Governador do Pará, Helder Barbalho publica artigo sobre a PL 1904

Empunhar a bandeira do aborto, que mobiliza amplos segmentos da sociedade por genuinamente defenderem a vida desde a concepção, é muito diferente de criar uma dosimetria da pena mais favorável a estupradores do que a estupradas. Isso é barbárie.

Nem entro aqui na manobra política de colocar essa discussão complexa e de enormes efeitos sociais e humanos com o carimbo reducionista de “pauta de costumes”.

No caso concreto, a pena para o crime de homicídio simples – definido pelo Código Penal como quando se mata alguém – varia de seis a 20 anos de prisão.

Já a pena para estupro vai de seis a dez anos, podendo chegar a 12 anos se a vítima for menor de 18 anos e maior de 14! Pune-se mais a vítima do que o criminoso.

É mais grave ainda quando sabemos que em muitas situações ocorrem abusos, e as vítimas, muitas vezes jovens ou menores, ultrapassam esse prazo de 22 semanas até descobrirem sua verdadeira condição de gestantes. Puni-las depois de terem sido brutalizadas? Essa é a melhor resposta que, como sociedade, podemos oferecer?

Ou seja, daqui a pouco por essa lógica (ou falta de), o terraplanismo demagogo poderá propor (por que mobiliza) que os vendedores de armas devem ser punidos com mais rigor do que os assassinos. Ou que os donos de bares sejam mais culpados do que os motoristas que dirigem embriagados e tiram vidas. Qual é a lógica? A lógica é a falta de lógica, que é a lógica da barbárie.

A questão do aborto já está hoje pacificada em nosso sistema legal. O aborto é proibido, salvo em caso de risco de vida da gestante ou estupro. Não há, como se vê, prazo de semanas para aplicação de penas.
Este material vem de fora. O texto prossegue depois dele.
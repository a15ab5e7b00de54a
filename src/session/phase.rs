//! Playback state machine.
//!
//! ```text
//! Idle -> Initializing -> LoadingSoundFont -> Ready -> Playing -> Finished
//!            \________________\__________________\________\______-> Failed
//! ```
//!
//! `Finished` and `Failed` behave like `Idle`: the next attempt may begin.

/// Where a playback attempt currently is.
#[derive(Debug, Clone, Copy, PartialEq, Eq, Default)]
pub enum Phase {
    #[default]
    Idle,
    Initializing,
    LoadingSoundFont,
    /// SoundFont loaded and instrument selected; nothing sounding yet.
    Ready,
    Playing,
    Finished,
    Failed,
}

/// Events that move an attempt between phases.
#[derive(Debug, Clone, Copy, PartialEq, Eq)]
pub enum Transition {
    Begin,
    EngineReady,
    SoundFontLoaded,
    PlaybackStarted,
    PlaybackEnded,
    Fail,
}

impl Phase {
    /// Returns the phase after `transition`, or None if it does not apply here.
    pub fn apply(self, transition: Transition) -> Option<Phase> {
        use Phase::*;
        use Transition::*;

        match (self, transition) {
            (Idle | Finished | Failed, Begin) => Some(Initializing),
            (Initializing, EngineReady) => Some(LoadingSoundFont),
            (LoadingSoundFont, SoundFontLoaded) => Some(Ready),
            (Ready, PlaybackStarted) => Some(Playing),
            (Playing, PlaybackEnded) => Some(Finished),
            (phase, Fail) if phase.is_in_flight() => Some(Failed),
            _ => None,
        }
    }

    /// Whether an attempt is running in this phase.
    pub fn is_in_flight(self) -> bool {
        matches!(
            self,
            Phase::Initializing | Phase::LoadingSoundFont | Phase::Ready | Phase::Playing
        )
    }

    /// Short label for the transport display.
    pub fn label(self) -> &'static str {
        match self {
            Phase::Idle => "IDLE",
            Phase::Initializing => "INIT",
            Phase::LoadingSoundFont => "LOADING",
            Phase::Ready => "READY",
            Phase::Playing => "PLAYING",
            Phase::Finished => "DONE",
            Phase::Failed => "ERROR",
        }
    }
}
E já existe pena! De três a seis anos!

O problema de legislar para galvanizar bases e mobilizar setores é que isso é tudo, menos uma contribuição para a solução dos grandes problemas do país.

Uma das funções mais nobres e difíceis do Congresso Nacional não é competir pela quantidade de likes. Reformas estruturais, como a tributária e as da Previdência que de tempos e tempos o país precisará fazer para o bem das futuras gerações, não são temas que mobilizam nem geram likes.

Mas são imprescindíveis para fazer um país melhor. Acabar com a inflação, como já fizemos, idem. Criar programas assistências, também.

Usar as sagradas tribunas do Congresso Nacional para conspurcar e instigar os instintos mais primitivos de um povo que desesperadamente anseia por soluções é manipular as massas e institucionalizar a barbárie como forma de governança.

A democracia é muito mais do que isso. A democracia é um esforço coletivo de compreender as pulsões e os impulsos que clamam por repostas muitas vezes punitivistas e proteger o povo do próprio senso de desespero.

É para isso que servem os líderes: para conduzir e apontarem caminhos melhores do que a falta de caminho, a quebradeira, o caos e a baderna institucional.

O PL do aborto é um péssimo exemplo do que não podemos permitir. Apequenar nossas instituições e transformá-las em puxadinhos das redes sociais, sobretudo daquelas que possuem o que de mais tóxico pode existir: desinformação, ódio e soluções simplistas para problemas complexos.

Parafraseando Diderot, se o fanatismo está a um passo da barbárie, o extremismo está no meio do caminho.

  • Helder Barbalho, Governador do Pará para o portal O Globo.